Lo studio, pubblicato su «Nature Ecology & Evolution», si è concentrato sull’altipiano carsico delle Murge, in Puglia, dove neanderthaliani e Sapiens hanno convissuto per almeno 3 mila anni, da circa 45 mila a 42 mila anni fa.
«La Puglia è una delle poche aree al mondo entro le quali Neanderthal e Sapiens abbiano condiviso un territorio relativamente limitato in estensione e per questo rappresenta un unicum per lo studio dei fattori climatici e bio-culturali alla base della transizione fra le due specie», spiega il ricercatore Andrea Columbu, primo autore dello studio. L’attenzione dei ricercatori si è concentrata sulle stalagmiti, formazioni calcaree che emergono dal suolo delle grotte carsiche, formandosi per la caduta continua di gocce d’acqua ricche di calcite.
«Le stalagmiti sono degli eccellenti archivi paleoclimatici e paleoambientali», spiega Jo De Waele, professore dell’Università di Bologna che ha coordinato lo studio. «La loro formazione necessita l’infiltrazione di acqua piovana dall’esterno e questo le rende quindi un’evidenza indiscutibile della presenza o assenza di pioggia. Gli isotopi del carbonio e dell’ossigeno della calcite di cui sono composte danno, inoltre, indicazioni sullo stato del suolo e sulla quantità di pioggia durante tutto il loro periodo di formazione. Tutte queste informazioni – continua – possono poi essere intrecciate con datazioni radiometriche che permettono di ricostruire con precisione nel tempo le diverse fasi di crescita delle stalagmiti».
Proprio il ritmo di formazione è il primo elemento significativo messo in evidenza dallo studio. Le analisi hanno mostrato che le stalagmiti pugliesi sono state caratterizzate da una deposizione continua durante tutto l’ultimo ciclo glaciale e anche nei cicli glaciali precedenti. «Questo significa che nel corso dei millenni considerati non c’è stata nessuna drastica variazione climatica: un calo significativo delle precipitazioni piovose avrebbe infatti causato uno stop nella formazione delle stalagmiti», dice Columbu.
Tra tutte quelle analizzate, una stalagmite in particolare ha permesso di ottenere informazioni rilevanti. Campionata nella grotta di Pozzo Cucù, nell’area di Castellana Grotte, in provincia di Bari, è una stalagmite lunga circa 50 centimetri, sulla quale sono state realizzate 27 datazioni ad altissima risoluzione e circa 2700 analisi degli isotopi stabili del carbonio e dell’ossigeno. Le datazioni hanno permesso di stabilire che il suo periodo di formazione è compreso tra circa 106 mila e 27 mila anni fa, rendendola così la testimonianza paleoclimatica basata su una stalagmite cronologicamente più estesa di tutta l’area mediterranea occidentale ed europea per quando riguarda l’ultimo periodo glaciale. E anche in questo caso non è stata trovata traccia di drastiche variazioni climatiche che potrebbero essere correlate con l’estinzione dei Neanderthal.

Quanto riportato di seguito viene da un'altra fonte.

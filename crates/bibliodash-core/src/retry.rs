//! Retry with exponential backoff for HTTP requests

use std::time::Duration;

use crate::http::StreamError;
use crate::shutdown::is_shutdown_requested;

/// Exponential backoff: 2^attempt seconds (2s, 4s, 8s, ...)
pub const fn backoff_duration(attempt: u32) -> Duration {
    Duration::from_secs(2u64.pow(attempt))
}

/// Retry a fallible request with exponential backoff.
///
/// Retryable errors are logged and retried up to `max_retries` times.
/// Returns the first success, or the last error on exhaustion, on a
/// non-retryable error, or once shutdown has been requested.
pub fn retry_with_backoff<T>(
    label: &str,
    max_retries: u32,
    mut attempt_fn: impl FnMut() -> Result<T, StreamError>,
) -> Result<T, StreamError> {
    let mut attempt = 0u32;
    loop {
        match attempt_fn() {
            Ok(v) => return Ok(v),
            Err(e) if attempt < max_retries && e.is_retryable() && !is_shutdown_requested() => {
                attempt += 1;
                let delay = backoff_duration(attempt);
                log::debug!("{label}: attempt {attempt}/{max_retries} failed: {e}, retrying in {delay:?}");
                std::thread::sleep(delay);
            }
            Err(e) => {
                log::debug!("{label}: giving up after {} attempt(s): {e}", attempt + 1);
                return Err(e);
            }
        }
    }
}
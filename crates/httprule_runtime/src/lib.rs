//! # Serving generated routes
//!
//! The request side of [`httprule`]: a [`RouteHandler`] takes an
//! [`http::Request`] for one [`Route`](httprule::Route), builds the request
//! message from the body, path and query string, runs it through the
//! interceptor chain and the service method, and writes the response in the
//! negotiated encoding.
//!
//! Supported media types are `application/json`, `application/protobuf` and
//! `application/x-protobuf`. JSON bodies follow the protobuf JSON mapping,
//! with [`json`] holding the field adapters rendered messages need for it.
//! How failures are answered is up to the [`CompletionCallback`], by default
//! [`DefaultCompletion`].
//!
//! The handler is independent of any server. Wiring it into a router is a
//! matter of mapping [`RouteHandler::http_rule`] to the router's own path
//! syntax.
pub mod bind;
pub mod codec;
mod error;
pub mod handler;
pub mod interceptor;
pub mod json;
pub mod path;
pub mod query;
pub mod status;

pub use self::{
    bind::{BindError, Bindable, FieldValue, FromScalar, Scalar},
    codec::Encoding,
    error::{BoxError, HandlerError},
    handler::{
        Completion, CompletionCallback, DefaultCompletion, RequestMessage, ResponseMessage,
        RouteHandler,
    },
    interceptor::{method_fn, CallContext, Interceptor, MethodFn, Next, UnaryMethod},
    query::QueryError,
    status::{Code, Status},
};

Lo studio italiano, quindi, mette in dubbio l’ipotesi più accreditata nella comunità scientifica e cioè che la scomparsa dell’uomo di Neanderthal sia legata ai drastici e rapidi cambiamenti climatici avvenuti durante l’ultima era glaciale, i quali, nel giro di pochi secoli, hanno portato a climi più freddi e aridi.
«Parliamo di temperature dai 5 ai 10 gradi centigradi inferiori rispetto a quelle attuali», Columbu. Diventano, perciò, più probabili le altre ipotesi sulla scomparsa dei Neanderthal.
«E’ probabile che la causa dell’estinzione sia di origine tecnologica – dice Columbu -. Secondo questa teoria sarebbe stata in particolare la tecnologia di caccia, molto più avanzata per i Sapiens rispetto al Neanderthal, ad aver contribuito in maniera primaria alla supremazia del primo rispetto al secondo, inducendo la scomparsa dei neanderthaliani dopo circa 3 mila anni di convivenza fra le due specie», spiega Stefano Benazzi, paleoantropologo dell’Università di Bologna, tra gli autori dello studio.